#### [WORK ITEM]
Return all the data, word for word.
-- MATERIAL FOR THIS EXERCISE follows --
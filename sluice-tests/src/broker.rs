use crate::executor;
use sluice::{
    Connection, ExecutorConfig, IsolationLevel, LeaseOwnership, OperationKind, Session,
};

pub async fn broker<C: Connection>(url: &str) {
    let executor = executor::<C>(url, 2, ExecutorConfig::default());
    let broker = executor.broker();
    let pool = executor.source().pool().clone();

    // Caller connection, the pool is not involved
    let mut connection = C::connect(url.to_string().into())
        .await
        .expect("Could not connect");
    let before = pool.stats();
    {
        let lease = broker
            .resolve(Some(&mut connection), None, OperationKind::Write)
            .await
            .expect("Could not resolve the caller connection");
        assert_eq!(lease.ownership(), LeaseOwnership::Caller);
        assert!(lease.context().is_none());
    }
    assert_eq!(pool.stats(), before);
    for _ in 0..2 {
        let value = executor
            .connection(&mut connection)
            .fetch_one::<i64>("SELECT 1", ())
            .await
            .expect("The caller connection must stay open");
        assert_eq!(value, Some(1));
    }

    // No session: a pool connection, given back when the lease goes away
    {
        let lease = broker
            .resolve(None, None, OperationKind::Read)
            .await
            .expect("Could not borrow");
        assert_eq!(lease.ownership(), LeaseOwnership::Broker);
        assert_eq!(pool.stats().in_use(), 1);
    }
    assert_eq!(pool.stats().in_use(), 0);

    // A session without a transaction behaves the same
    let session = Session::new();
    {
        let lease = broker
            .resolve(None, Some(&session), OperationKind::Write)
            .await
            .expect("Could not borrow");
        assert_eq!(lease.ownership(), LeaseOwnership::Broker);
    }

    let mut transaction = executor
        .begin(&session, IsolationLevel::Default, false)
        .await
        .expect("Could not begin");
    {
        let lease = broker
            .resolve(None, Some(&session), OperationKind::Read)
            .await
            .expect("Could not join");
        assert_eq!(lease.ownership(), LeaseOwnership::Context);
        assert_eq!(
            lease.context().map(|context| context.id()),
            Some(transaction.id())
        );
    }
    {
        let lease = broker
            .resolve(None, None, OperationKind::Read)
            .await
            .expect("Could not borrow");
        assert_eq!(lease.ownership(), LeaseOwnership::Broker);
    }
    {
        let lease = broker
            .resolve(Some(&mut connection), Some(&session), OperationKind::Write)
            .await
            .expect("Could not resolve the caller connection");
        assert_eq!(lease.ownership(), LeaseOwnership::Caller);
    }
    transaction.commit().await.expect("Could not commit");
    assert_eq!(pool.stats().in_use(), 0);

    // Reads bypass a transaction that is for update only
    let mut transaction = executor
        .begin(&session, IsolationLevel::Default, true)
        .await
        .expect("Could not begin");
    assert!(transaction.context().for_update_only());
    {
        let lease = broker
            .resolve(None, Some(&session), OperationKind::Read)
            .await
            .expect("Could not borrow");
        assert_eq!(lease.ownership(), LeaseOwnership::Broker);
        assert_eq!(pool.stats().in_use(), 2);
    }
    {
        let lease = broker
            .resolve(None, Some(&session), OperationKind::Write)
            .await
            .expect("Could not join");
        assert_eq!(lease.ownership(), LeaseOwnership::Context);
    }
    transaction.commit().await.expect("Could not commit");
    assert!(!session.has_transaction(executor.source().id()));
    assert_eq!(pool.stats().in_use(), 0);
}
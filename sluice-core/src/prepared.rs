use crate::{AsValue, Result};
use std::fmt::Display;

/// A parameterized, backend-prepared statement handle.
///
/// Values are converted via the [`AsValue`] trait. The handle is released (finalized) when
/// dropped, so a prepared statement never outlives the operation that created it.
///
/// # Binding Semantics
/// * `bind` appends a value (driver chooses actual placeholder numbering).
/// * `bind_index` sets the parameter at `index` (from 0).
/// * `clear_bindings` resets the statement so that it can be executed again with new values.
///
/// Methods return `&mut Self` for fluent chaining:
/// ```rust,ignore
/// prepared.bind(42)?.bind("hello")?;
/// ```
pub trait Prepared: Send + Sync + Display {
    /// Append a parameter value.
    fn bind<V: AsValue>(&mut self, value: V) -> Result<&mut Self>;
    /// Bind a value at a specific index.
    fn bind_index<V: AsValue>(&mut self, value: V, index: u64) -> Result<&mut Self>;
    /// Remove all the previously bound values.
    fn clear_bindings(&mut self) -> Result<&mut Self>;
}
-- MATERIAL FOR THIS EXERCISE concluded --
#### [EXERCISE RESULT]
filename sluice-tests/src/broker.rs
use crate::executor;
use sluice::{
    Connection, ExecutorConfig, IsolationLevel, LeaseOwnership, OperationKind, Session,
};

pub async fn broker<C: Connection>(url: &str) {
    let executor = executor::<C>(url, 2, ExecutorConfig::default());
    let broker = executor.broker();
    let pool = executor.source().pool().clone();

    // Caller connection, the pool is not involved
    let mut connection = C::connect(url.to_string().into())
        .await
        .expect("Could not connect");
    let before = pool.stats();
    {
        let lease = broker
            .resolve(Some(&mut connection), None, OperationKind::Write)
            .await
            .expect("Could not resolve the caller connection");
        assert_eq!(lease.ownership(), LeaseOwnership::Caller);
        assert!(lease.context().is_none());
    }
    assert_eq!(pool.stats(), before);
    for _ in 0..2 {
        let value = executor
            .connection(&mut connection)
            .fetch_one::<i64>("SELECT 1", ())
            .await
            .expect("The caller connection must stay open");
        assert_eq!(value, Some(1));
    }

    // No session: a pool connection, given back when the lease goes away
    {
        let lease = broker
            .resolve(None, None, OperationKind::Read)
            .await
            .expect("Could not borrow");
        assert_eq!(lease.ownership(), LeaseOwnership::Broker);
        assert_eq!(pool.stats().in_use(), 1);
    }
    assert_eq!(pool.stats().in_use(), 0);

    // A session without a transaction behaves the same
    let session = Session::new();
    {
        let lease = broker
            .resolve(None, Some(&session), OperationKind::Write)
            .await
            .expect("Could not borrow");
        assert_eq!(lease.ownership(), LeaseOwnership::Broker);
    }

    let mut transaction = executor
        .begin(&session, IsolationLevel::Default, false)
        .await
        .expect("Could not begin");
    {
        let lease = broker
            .resolve(None, Some(&session), OperationKind::Read)
            .await
            .expect("Could not join");
        assert_eq!(lease.ownership(), LeaseOwnership::Context);
        assert_eq!(
            lease.context().map(|context| context.id()),
            Some(transaction.id())
        );
    }
    {
        let lease = broker
            .resolve(None, None, OperationKind::Read)
            .await
            .expect("Could not borrow");
        assert_eq!(lease.ownership(), LeaseOwnership::Broker);
    }
    {
        let lease = broker
            .resolve(Some(&mut connection), Some(&session), OperationKind::Write)
            .await
            .expect("Could not resolve the caller connection");
        assert_eq!(lease.ownership(), LeaseOwnership::Caller);
    }
    transaction.commit().await.expect("Could not commit");
    assert_eq!(pool.stats().in_use(), 0);

    // Reads bypass a transaction that is for update only
    let mut transaction = executor
        .begin(&session, IsolationLevel::Default, true)
        .await
        .expect("Could not begin");
    assert!(transaction.context().for_update_only());
    {
        let lease = broker
            .resolve(None, Some(&session), OperationKind::Read)
            .await
            .expect("Could not borrow");
        assert_eq!(lease.ownership(), LeaseOwnership::Broker);
        assert_eq!(pool.stats().in_use(), 2);
    }
    {
        let lease = broker
            .resolve(None, Some(&session), OperationKind::Write)
            .await
            .expect("Could not join");
        assert_eq!(lease.ownership(), LeaseOwnership::Context);
    }
    transaction.commit().await.expect("Could not commit");
    assert!(!session.has_transaction(executor.source().id()));
    assert_eq!(pool.stats().in_use(), 0);
}
filename sluice-core/src/prepared.rs
use crate::{AsValue, Result};
use std::fmt::Display;

/// A parameterized, backend-prepared statement handle.
///
/// Values are converted via the [`AsValue`] trait. The handle is released (finalized) when
/// dropped, so a prepared statement never outlives the operation that created it.
///
/// # Binding Semantics
/// * `bind` appends a value (driver chooses actual placeholder numbering).
/// * `bind_index` sets the parameter at `index` (from 0).
/// * `clear_bindings` resets the statement so that it can be executed again with new values.
///
/// Methods return `&mut Self` for fluent chaining:
/// ```rust,ignore
/// prepared.bind(42)?.bind("hello")?;
/// ```
pub trait Prepared: Send + Sync + Display {
    /// Append a parameter value.
    fn bind<V: AsValue>(&mut self, value: V) -> Result<&mut Self>;
    /// Bind a value at a specific index.
    fn bind_index<V: AsValue>(&mut self, value: V, index: u64) -> Result<&mut Self>;
    /// Remove all the previously bound values.
    fn clear_bindings(&mut self) -> Result<&mut Self>;
}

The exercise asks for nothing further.